NEW YORK (GenomeWeb News) – In anticipation of whole-genome sequencing and analysis studies to come, an international team is assembling a collection of samples representing more than 10,000 vertebrate species.
The group, which calls itself the "Genome 10K Community of Scientists" or G10KCOS, described the effort in a white paper that's scheduled to appear online tomorrow in the Journal of Heredity.
"[W]e anticipate a precipitous drop in costs and increase in sequencing efficiency, with concomitant development of annotation technology and, therefore, propose to create a collection of tissue and DNA specimens for 10,000 vertebrate species specifically designated for whole-genome sequencing in the very near future," the team wrote.
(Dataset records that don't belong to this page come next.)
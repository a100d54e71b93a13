//! # DTCP Node Client
//!
//! Validated submission client for a DTCP ledger node.
//!
//! ## Architecture
//!
//! This crate follows hexagonal architecture:
//! - **Domain Layer** (`domain/`): data model and pure precondition checks
//! - **Ports Layer** (`ports/`): the `Transport` boundary trait
//! - **Service Layer** (`service.rs`): wires validation to the transport
//!
//! ## Fail-Fast Contract
//!
//! Every operation validates its request locally and raises
//! `ValidationError`/`EncodingError` before the transport is invoked. The
//! transport itself is a black box behind `ports::outbound::Transport`;
//! implement it with whatever HTTP stack the application already uses.
//!
//! Cryptographic identity (keys, signatures, Keccak-256) lives in the
//! companion `dtcp-crypto` crate.

#![warn(missing_docs)]
#![warn(clippy::all)]

pub mod domain;
pub mod ports;
pub mod service;

// Re-export public API
pub use domain::errors::{ClientError, TransportError, ValidationError};
pub use domain::model::{
    BlockHashCheckReq, BlockHashCheckResp, BlockHashQueryResp, LatestBlockHash, License,
    LicenseQueryResp, Metadata, MetadataQueryResp, MetadataSaveData, MetadataSaveResp,
    NodeResponse, RegisterAccountReq, RegisterAccountResp,
};
pub use domain::requests::{HttpMethod, PreparedRequest, DEFAULT_VERSION};
pub use ports::outbound::Transport;
pub use service::NodeClient;

/// Crate version
pub const VERSION: &str = env!("CARGO_PKG_VERSION");
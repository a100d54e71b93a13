//! # Keccak-256 Hashing
//!
//! Digest primitive for DNA derivation and signature inputs.
//!
//! The ledger uses the original Keccak-256 padding rule, not the finalized
//! NIST SHA-3 padding. The two differ only in the domain-separation byte and
//! produce entirely different digests, so this module must never be swapped
//! for `Sha3_256`.

use sha3::{Digest, Keccak256};

/// Keccak-256 hash output (256-bit).
pub type Hash = [u8; 32];

/// Stateful Keccak-256 hasher.
pub struct Keccak256Hasher {
    inner: Keccak256,
}

impl Keccak256Hasher {
    /// Create new hasher.
    pub fn new() -> Self {
        Self {
            inner: Keccak256::new(),
        }
    }

    /// Update with data.
    pub fn update(&mut self, data: &[u8]) -> &mut Self {
        self.inner.update(data);
        self
    }

    /// Finalize and return hash.
    pub fn finalize(self) -> Hash {
        self.inner.finalize().into()
    }

    /// Reset hasher for reuse.
    pub fn reset(&mut self) {
        self.inner.reset();
    }
}

impl Default for Keccak256Hasher {
    fn default() -> Self {
        Self::new()
    }
}

/// Hash data with Keccak-256 (one-shot).
///
/// Total and deterministic for any input length, including empty.
pub fn keccak256(data: &[u8]) -> Hash {
    Keccak256::digest(data).into()
}

/// Hash data and return the digest as lowercase hex.
pub fn keccak256_hex(data: &[u8]) -> String {
    hex::encode(keccak256(data))
}

#[cfg(test)]
mod tests {
    use super::*;

    #[test]
    fn test_empty_input_vector() {
        // Canonical Keccak-256 digest of the empty string. The SHA-3 padded
        // variant would give a7ffc6f8... instead.
        assert_eq!(
            keccak256_hex(b""),
            "c5d2460186f7233c927e7db2dcc703c0e500b653ca82273b7bfad8045d85a470"
        );
    }

    #[test]
    fn test_deterministic() {
        let h1 = keccak256(b"test");
        let h2 = keccak256(b"test");
        assert_eq!(h1, h2);
    }

    #[test]
    fn test_different_inputs() {
        let h1 = keccak256(b"input1");
        let h2 = keccak256(b"input2");
        assert_ne!(h1, h2);
    }

    #[test]
    fn test_streaming_matches_oneshot() {
        let oneshot = keccak256(b"hello world");

        let mut hasher = Keccak256Hasher::new();
        hasher.update(b"stale input");
        hasher.reset();
        hasher.update(b"hello ");
        hasher.update(b"world");
        assert_eq!(hasher.finalize(), oneshot);
    }

    #[test]
    fn test_output_is_lowercase_hex() {
        let hex = keccak256_hex(b"DTCP");
        assert_eq!(hex.len(), 64);
        assert!(hex.chars().all(|c| c.is_ascii_hexdigit() && !c.is_ascii_uppercase()));
    }
}
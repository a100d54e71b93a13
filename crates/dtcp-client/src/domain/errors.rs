//! # Client Errors
//!
//! Tagged error taxonomy for the node client. Callers pattern-match on the
//! kind instead of catching one broad failure: validation and encoding
//! problems are always raised before any transport call, transport problems
//! only after.

use dtcp_crypto::{EncodingError, SigningError};
use thiserror::Error;

/// A request precondition was unmet.
///
/// Every variant is detected locally, before the transport collaborator is
/// invoked; a request that fails validation is never partially sent.
#[derive(Debug, Clone, Error, PartialEq, Eq)]
pub enum ValidationError {
    /// Node base address is blank
    #[error("Node base address is empty")]
    EmptyNodeAddress,

    /// DNA digest-identifier is blank
    #[error("DNA is empty")]
    EmptyDna,

    /// Metadata record carries no signature
    #[error("Metadata signature is empty")]
    EmptySignature,

    /// Metadata record carries no license
    #[error("License is missing")]
    MissingLicense,

    /// License type is blank
    #[error("License type is empty")]
    EmptyLicenseType,

    /// License parameter mapping is empty
    #[error("License parameters are empty")]
    EmptyLicenseParameters,

    /// Block-hash check request body is missing
    #[error("Request body is missing")]
    MissingRequestBody,

    /// Account public key is not a valid compressed secp256k1 point
    #[error("Public key is not a valid compressed secp256k1 point")]
    InvalidPublicKey,

    /// Account registration needs at least one sub public key
    #[error("At least one sub public key is required")]
    NoSubPublicKeys,

    /// Request payload could not be serialized to JSON
    #[error("Request payload could not be serialized")]
    UnserializablePayload,
}

/// Opaque failure from the transport collaborator.
///
/// Retry and timeout policy live behind the `Transport` trait; this layer
/// only propagates the outcome.
#[derive(Debug, Clone, Error, PartialEq, Eq)]
pub enum TransportError {
    /// Connection-level failure
    #[error("Network error: {0}")]
    Network(String),

    /// Node answered with a non-2xx status
    #[error("Unexpected status {status}: {body}")]
    Status {
        /// HTTP status code
        status: u16,
        /// Raw response body, if any
        body: String,
    },

    /// Request did not complete in time
    #[error("Request timed out")]
    Timeout,
}

/// Top-level client error.
///
/// One variant per error kind so callers can match on what went wrong.
#[derive(Debug, Error)]
pub enum ClientError {
    /// A local precondition check failed; nothing was sent
    #[error(transparent)]
    Validation(#[from] ValidationError),

    /// The transport collaborator failed
    #[error(transparent)]
    Transport(#[from] TransportError),

    /// Hex-encoded key or signature material was malformed
    #[error(transparent)]
    Encoding(#[from] EncodingError),

    /// Producing a recoverable signature failed
    #[error(transparent)]
    Signing(#[from] SigningError),

    /// The node response body was not the expected JSON shape
    #[error("Failed to decode node response: {0}")]
    Decode(#[from] serde_json::Error),
}

#[cfg(test)]
mod tests {
    use super::*;

    #[test]
    fn test_validation_error_wraps_into_client_error() {
        let err = ClientError::from(ValidationError::EmptyNodeAddress);
        assert!(matches!(
            err,
            ClientError::Validation(ValidationError::EmptyNodeAddress)
        ));
    }

    #[test]
    fn test_error_messages_are_stable() {
        assert_eq!(
            ValidationError::EmptyLicenseParameters.to_string(),
            "License parameters are empty"
        );
        assert_eq!(
            TransportError::Status {
                status: 503,
                body: "busy".into()
            }
            .to_string(),
            "Unexpected status 503: busy"
        );
    }
}
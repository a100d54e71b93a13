//! # Recoverable ECDSA Signatures (secp256k1)
//!
//! Signing and verification over Keccak-256 digests.
//!
//! ## Security Properties
//!
//! - RFC 6979 deterministic nonces (no RNG dependency for signing)
//! - Low-S normalized signatures
//! - Recovery indicator found by trial recovery against the signer's own key
//!
//! Wire format is r (32 bytes) || s (32 bytes) || v (1 byte), hex-encoded to
//! exactly 130 lowercase characters. The ledger's recovery indicator inverts
//! the y-parity bit relative to the conventional recovery id: v = recid ^ 1,
//! so v is 0x00 when the nonce point has odd y. The x-overflow bit (values
//! 2/3) is carried through unchanged.

use crate::codec;
use crate::errors::{EncodingError, SigningError};
use crate::hashing::{keccak256, Hash};
use crate::keys::Keypair;
use k256::ecdsa::{RecoveryId, Signature, VerifyingKey};
use k256::elliptic_curve::sec1::ToEncodedPoint;

/// Hex length of a recoverable signature (65 bytes).
pub const SIGNATURE_HEX_LEN: usize = 130;

/// Sign a raw message with a private key.
///
/// The message is Keccak-256 hashed first; the digest is what gets signed.
/// Nonces are derived per RFC 6979, so re-signing the same (key, message)
/// pair reproduces the same signature and a weak entropy source can never
/// leak the key.
pub fn sign(private_hex: &str, message: &[u8]) -> Result<String, SigningError> {
    sign_digest(private_hex, &keccak256(message))
}

/// Sign a pre-computed 32-byte digest with a private key.
///
/// Used when the caller already holds the digest (e.g. a DNA) rather than
/// the raw content.
pub fn sign_digest(private_hex: &str, digest: &Hash) -> Result<String, SigningError> {
    let keypair = Keypair::from_private_hex(private_hex)?;
    let (sig, _) = keypair
        .signing_key()
        .sign_prehash_recoverable(digest)
        .map_err(|_| SigningError::SigningFailed)?;

    // Trial recovery over the candidate domain pins down v: the unique id
    // whose recovered key matches the signer's own.
    let expected = *keypair.signing_key().verifying_key();
    let recovery_id = find_recovery_id(&expected, digest, &sig)?;

    let sig_bytes: [u8; 64] = sig.to_bytes().into();
    let mut out = [0u8; 65];
    out[..64].copy_from_slice(&sig_bytes);
    out[64] = recovery_id.to_byte() ^ 1;
    Ok(hex::encode(out))
}

/// Search the recovery-id domain {0..3} for the id that reproduces `expected`.
///
/// Ids 2 and 3 only occur when r overflows the group order, which is
/// astronomically rare but part of the domain. Exhausting the search is a
/// `SigningError`; it cannot happen for a correctly computed (r, s).
fn find_recovery_id(
    expected: &VerifyingKey,
    digest: &Hash,
    sig: &Signature,
) -> Result<RecoveryId, SigningError> {
    for byte in 0u8..=3 {
        let recovery_id = match RecoveryId::from_byte(byte) {
            Some(id) => id,
            None => continue,
        };
        if let Ok(candidate) = VerifyingKey::recover_from_prehash(digest, sig, recovery_id) {
            if candidate == *expected {
                return Ok(recovery_id);
            }
        }
    }
    Err(SigningError::RecoveryIdExhausted)
}

/// Verify a recoverable signature against a public key and digest.
///
/// Structurally malformed input (not 130 hex chars, non-hex characters, v
/// outside 0-3, malformed public key) fails with `EncodingError`. A
/// well-formed but non-matching signature returns `Ok(false)` - mismatch is
/// a normal outcome, not an error.
pub fn verify(
    public_hex: &str,
    signature_hex: &str,
    digest: &Hash,
) -> Result<bool, EncodingError> {
    if signature_hex.len() != SIGNATURE_HEX_LEN {
        return Err(EncodingError::InvalidLength {
            expected: "130",
            actual: signature_hex.len(),
        });
    }
    let bytes = codec::decode_hex(signature_hex)?;
    let recovery_id = parse_recovery_id(bytes[64])?;
    let expected = codec::decode_point(public_hex)?;

    // (r, s) outside [1, n-1] can never satisfy the verification equation,
    // so a parse failure here is a mismatch rather than a caller error.
    let sig = match Signature::from_slice(&bytes[..64]) {
        Ok(sig) => sig,
        Err(_) => return Ok(false),
    };

    match VerifyingKey::recover_from_prehash(digest, &sig, recovery_id) {
        Ok(recovered) => {
            // Normalize both keys to compressed form before comparing.
            let recovered = recovered.to_encoded_point(true);
            Ok(recovered == expected.to_encoded_point(true))
        }
        Err(_) => Ok(false),
    }
}

/// Parse the recovery indicator byte into a conventional recovery id.
///
/// The wire value carries the y-parity bit inverted (v = recid ^ 1); values
/// outside 0-3 are outside the domain.
fn parse_recovery_id(v: u8) -> Result<RecoveryId, EncodingError> {
    if v > 3 {
        return Err(EncodingError::InvalidRecoveryId(v));
    }
    RecoveryId::from_byte(v ^ 1).ok_or(EncodingError::InvalidRecoveryId(v))
}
The team's "virtual collection" will contain tissue and/or DNA samples that have been collected under Genome 10K guidelines and vouched for through DNA barcoding and other methods. So far the group has set its sights on more than 16,000 vertebrate species.
The effort sprung from the realization that as sequencing costs continue to fall, it will eventually be cheaper to sequence animal genomes than to collect, validate, and store suitable tissue/DNA samples, project co-leader David Haussler, a Howard Hughes Medical Institute investigator and biomolecular engineering researcher at the University of California at Santa Cruz, told GenomeWeb Daily News.
"We decided it would be best to start making this collection now," Haussler said.
The formal G10KCOS consortium sprung from a meeting at the University of California at Santa Cruz this past April. Some 55 individuals from more than 43 research institutions, museums, and zoos attended, Haussler said.
Although the initial goal is to collect enough samples to sequence the whole genomes of 10,000 vertebrate species, the researchers ultimately want to sequence as many vertebrate genomes as they can get their hands on, he added.
"DNA sequencing has ushered in a new era of investigation in the biological sciences, allowing us to embark for the first time on a truly comprehensive study of vertebrate evolution, the results of which will touch nearly every aspect of vertebrate biological enquiry," members of the G10KCOS wrote.
Sample collections and research institutions from around the world have already gotten on board with the project, and the consortium is in the process of putting together a collection of samples from 16,203 vertebrate species. Species selected to date are listed in the group's database.
For his part, project co-leader Oliver Ryder, director of genetics at the San Diego Zoo's Institute for Conservation Research, is helping to ensure that endangered species are adequately represented in the same collection effort.
Sequencing the genomes of endangered species will aid conservation efforts Ryder told GWDN, not only by providing information about disease susceptibility and genetic diversity but also by offering insights into recent evolutionary patterns, demography, and gene flow.
Ryder noted that the San Diego Zoo plans to contribute endangered species samples from its own "frozen zoo", a sample collection built up over about 30 years that contains more than 800 vertebrate taxa.
Haussler said the researchers eventually hope to see all of the vertebrate genomes sequenced to a depth that's on par with the existing dog genome. Even so, the main sequencing effort won't begin until the cost is less than about $3,000 per species, he explained, though the team will likely use existing sequencing technology for a pilot project on a subset of the species.
The G10KCOS members are still working out the details of that pilot, Haussler said, including which species will be sequenced and the technology that will be used for that sequencing.
The researchers are also in the process of securing funding for both the pilot and main arms of the project and are still looking for lead donors for both. Haussler noted that Sydney Brenner has already committed $100,000 in sequencing resources through the Genome Institute of Singapore.
"The most challenging intellectual problem in biology for this century will be the reconstruction of our biological past so we can understand how complex organisms such as ourselves evolved," Brenner said in a statement. "Genomes contain information from the past — they are molecular fossils — and having sequences from vertebrates will be an essential source of rich information."